Thursday, December 16, 2010

Walnuts

It was somewhere around the fifth or sixth spoonful of Grape-Nuts I was feeding into my mother's mouth that it hit me.

I can't do this anymore. And it's ok.

And during each spoonful after that one (the fifth or sixth), I pieced through the journey. I guess you could say I sort of stepped back and looked at the chain of events that had led me to that moment--sitting next to my mom, in what used to be HER chair, feeding her spoonfuls of soggy Grape-Nuts as she sat in her walker (because, as of yesterday, she no longer can maneuver from her walker into the chair). I remembered the falls, the surgeries, the trips to the ER, the sleepless nights, the changes in her medication schedule, the setbacks, the injuries, the progression of her dementia to where it is now.

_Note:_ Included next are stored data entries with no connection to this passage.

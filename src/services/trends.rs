//! Trend query: year-ordered average-yield series for a (crop, state) pair.

use serde::{Deserialize, Serialize};
use std::collections::BTreeMap;

use crate::models::crops::prediction_crop_name;
use crate::models::records::DataSource;
use crate::models::YieldDataset;

/// One point of a yield trend series.
#[derive(Debug, Clone, PartialEq, Serialize, Deserialize)]
pub struct TrendPoint {
    pub year: i32,
    pub avg_yield: f64,
}

/// Average yield per year for a (crop, state) pair, ascending by year.
///
/// The historical source filters on the crop name as selected and skips rows
/// without a parseable date or a yield value; the prediction source resolves
/// the crop through the alias map first. An empty series simply means no
/// rows matched.
pub fn yield_trend(
    dataset: &YieldDataset,
    crop: &str,
    state: &str,
    source: DataSource,
) -> Vec<TrendPoint> {
    // BTreeMap keeps the grouping keyed and ordered by year.
    let mut groups: BTreeMap<i32, (f64, usize)> = BTreeMap::new();

    match source {
        DataSource::Historical => {
            for record in &dataset.historical {
                if record.crop != crop || record.state_name != state {
                    continue;
                }
                let (Some(year), Some(yield_val)) = (record.year, record.yield_val) else {
                    continue;
                };
                let entry = groups.entry(year).or_insert((0.0, 0));
                entry.0 += yield_val;
                entry.1 += 1;
            }
        }
        DataSource::Prediction => {
            let mapped_crop = prediction_crop_name(crop);
            for record in &dataset.predictions {
                if record.crop != mapped_crop || record.state != state {
                    continue;
                }
                let Some(predicted) = record.predicted_yield else {
                    continue;
                };
                let entry = groups.entry(record.year).or_insert((0.0, 0));
                entry.0 += predicted;
                entry.1 += 1;
            }
        }
    }

    groups
        .into_iter()
        .map(|(year, (sum, count))| TrendPoint {
            year,
            avg_yield: sum / count as f64,
        })
        .collect()
}
//! Domain types for the canonical agricultural datasets.
//!
//! The raw CSV inputs are normalized once at load time into the record types
//! defined here; everything downstream (services, HTTP layer) works on these
//! canonical representations.

pub mod crops;
pub mod dataset;
pub mod records;

pub use crops::prediction_crop_name;
pub use dataset::YieldDataset;
pub use records::{DataSource, HistoricalRecord, PredictionRecord};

"And here we are now", I thought to myself. That next step was suddenly so clear, so logical to me.

You know those key moments in your life when the significance of a single decision hits you like a sledgehammer? This was one of those.

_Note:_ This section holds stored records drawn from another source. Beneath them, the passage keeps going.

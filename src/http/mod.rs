//! Axum-based HTTP API exposing the query surface to the frontend.

pub mod dto;
pub mod error;
pub mod handlers;
pub mod router;
pub mod state;

pub use router::create_router;
pub use state::AppState;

I kept the spoonfuls of Grape-Nuts coming. We sat in silence for many minutes--me cogitating; Mom......well, I'm not really sure what she was doing. But at least she was quiet. (A welcomed relief from the last ten hours during which she wailed incessantly for "MARION!" and then "GRANDMA!" from around 10pm last night until around 6am this morning when she finally, FINALLY, dozed off for a couple of hours.) Yeah. At least it was finally quiet in the house.

During a couple of spoonfuls, I wondered if I really WAS doing the right thing--admitting I cannot continue to take care of Mom and making the decision to place her in a facility. Maybe she's not as bad as I thought, I thought. Maybe it was just a bad night, I thought. Maybe she'll die soon, I thought. Maybe, maybe, maybe. I was scraping up the last few mouthfuls of cereal and Mocha Mix with the spoon as I continued to examine all the options I thought I had. I remembered the caregiver suggesting months ago that Mom (and I?) might be better off where she could get round the clock care. Then the doctor suggested it. Then the cleaning lady suggested it. Then the bath-aid, then friends....

The many minutes of silence were abruptly broken by Mom's singular question. Asked oh-so innocently, and with perfect clarity, and using every functioning neural fiber left in her over-medicated brain.
"Do you like walnuts?"

Sometimes, validation comes from very strange places.